September 11 and the Persistence of Regional Conflicts
Nov./Dec. 2001 - Historically, when a major international conflict breaks out in the world, the terms of every other conflict--including lesser, more localized disputes that are important to the people involved, but obscure to most outsiders--instantly change. America's battle against terrorism certainly ranks as a major international conflict, and every other war zone looks different as a result.
Since September 11, U.S. diplomats have been giving every party to every local war or flashpoint in the world the same message: at a minimum, do not cause trouble, or distract U.S. or international attention, by engaging in provocative behavior or destabilizing your corner of the earth any further. Preferably, make peace and engage in something positive to help us with our campaign against terror.
How does this apply to southeastern Europe, whose many-sided local feuds have survived two world wars, and whose politicians and warlords have a centuries-old talent for manipulating outside powers that seek to steer them in one direction or another?
There are some in the Balkans who believe that the post-September 11 international order will work to their advantage.

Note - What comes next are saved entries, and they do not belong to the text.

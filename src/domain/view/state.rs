//! View state containers — app-owned, SDK-provided update logic.

use super::View;
use serde_json::Value;

/// The latest successfully fetched payload for one view.
///
/// There is no staleness tracking: the bucket holds whatever the last successful
/// fetch returned until the next one overwrites it.
#[derive(Debug, Clone, PartialEq)]
pub struct DataBucket {
    pub view: View,
    payload: Option<Value>,
    fetch_count: u64,
}

impl DataBucket {
    pub fn new(view: View) -> Self {
        Self {
            view,
            payload: None,
            fetch_count: 0,
        }
    }

    /// Replace the payload in full. No merge with the previous value.
    pub fn replace(&mut self, payload: Value) {
        self.payload = Some(payload);
        self.fetch_count += 1;
    }

    /// The stored payload, or the view's empty value if never fetched.
    pub fn value(&self) -> Value {
        self.payload
            .clone()
            .unwrap_or_else(|| self.view.empty_payload())
    }

    pub fn payload(&self) -> Option<&Value> {
        self.payload.as_ref()
    }

    pub fn is_populated(&self) -> bool {
        self.payload.is_some()
    }

    /// Number of successful overwrites since the session started.
    pub fn fetch_count(&self) -> u64 {
        self.fetch_count
    }

    /// JSON with two-space indentation, as shown in the tab body.
    pub fn pretty(&self) -> String {
        serde_json::to_string_pretty(&self.value()).unwrap_or_default()
    }
}

/// One bucket per view, indexed by [`View`].
#[derive(Debug, Clone, PartialEq)]
pub struct Buckets([DataBucket; 3]);

impl Default for Buckets {
    fn default() -> Self {
        Self(View::ALL.map(DataBucket::new))
    }
}

impl Buckets {
    pub fn get(&self, view: View) -> &DataBucket {
        &self.0[view.index()]
    }

    pub fn get_mut(&mut self, view: View) -> &mut DataBucket {
        &mut self.0[view.index()]
    }

    pub fn iter(&self) -> impl Iterator<Item = &DataBucket> {
        self.0.iter()
    }
}

#[cfg(test)]
mod tests {
    use super::*;
    use serde_json::json;

    #[test]
    fn test_empty_bucket_uses_view_default() {
        let bucket = DataBucket::new(View::Profile);
        assert!(!bucket.is_populated());
        assert_eq!(bucket.value(), json!({}));
        assert_eq!(bucket.fetch_count(), 0);
    }

    #[test]
    fn test_replace_overwrites_without_merge() {
        let mut bucket = DataBucket::new(View::Profile);
        bucket.replace(json!({"name": "a", "email": "a@x"}));
        bucket.replace(json!({"name": "b"}));
        assert_eq!(bucket.value(), json!({"name": "b"}));
        assert_eq!(bucket.fetch_count(), 2);
    }

    #[test]
    fn test_pretty_uses_two_space_indent() {
        let mut bucket = DataBucket::new(View::OrderBook);
        bucket.replace(json!({"bids": []}));
        assert_eq!(bucket.pretty(), "{\n  \"bids\": []\n}");
    }

    #[test]
    fn test_buckets_are_independent() {
        let mut buckets = Buckets::default();
        buckets
            .get_mut(View::OrderBook)
            .replace(json!({"bids": [], "asks": []}));
        assert!(buckets.get(View::OrderBook).is_populated());
        assert!(!buckets.get(View::TradeBook).is_populated());
        assert!(!buckets.get(View::Profile).is_populated());
        let views: Vec<_> = buckets.iter().map(|b| b.view).collect();
        assert_eq!(views, View::ALL.to_vec());
    }
}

For example, the authorities and pro-government media in Serbia and Macedonia have been quick to denounce their old regional adversaries, both Bosnian and ethnic Albanian, as closet extremists who have given succor to Osama bin Laden and his network of Islamic terror.
These insinuations are exaggerated, but they are not completely without foundation. An Islamist cell seems to have been at work in Bosnia recently, causing a major security headache to Western embassies in Sarajevo. The Pentagon admitted that, in 1999, it had to keep senior U.S. officials, including the secretary of defense, away from Albania because they might be attacked by terrorists.
But the fact that violent Islamists have sometimes found a niche among their co-religionists in the Balkans does not mean that the region's Slavs will instantly be converted into America's best friends.
In reality, the United States has never been under any illusion about the presence of militant Islam in southeastern Europe. That has simply made it even more anxious to co-opt the grievances of Balkan Muslims and become the ultimate guarantor of their security in order to deny that role to rogue states, and rogue groups, who might otherwise step into the breach.
This policy has had some success. Two years after NATO's air war against Yugoslavia, pro-American sentiment remains strong among Kosovar Albanians. This feeling is not mutual. Among the Western powers, including the U.S., attitudes toward the Kosovars are much less warm today than they were two years ago. But that has less to do with fears of militant Islam and more to do with exasperation over ethnic Albanian armed groups, their links to crime and militant nationalism, and their reluctance to lay down their arms.
A bit more realistically than the Serbs or the Macedonians, the political and military leaders of Turkey apparently believe that, since September 11, they have become more critical than ever to U.S. security interests.
In this new climate, Turkey seems likely to take an even tougher stance on regional security issues where it sees its interests at stake. Already, it has made clear that it will be less likely to agree to European-only defense arrangements under the political authority of the European Union, which seem to downgrade Turkey's role.
More important, Turkey will take a tougher line on the issues posed by the prospective admission of Cyprus to the EU. This increases the chances of a fresh, serious crisis over the Cyprus issue, which are already greater than most people think.
Whatever the pros and cons of taking a divided Cyprus into the EU may be--in other words, accepting into the EU's ranks the island's internationally recognized government in the absence of a settlement--such a move has strategic consequences which the EU, as an institution, is poorly placed to deal with.
Because of the EU's history as an economic giant and geopolitical midget, with no experience in strategic or military affairs, it has a habit of treating all problems as though they were purely technical issues with technical solutions.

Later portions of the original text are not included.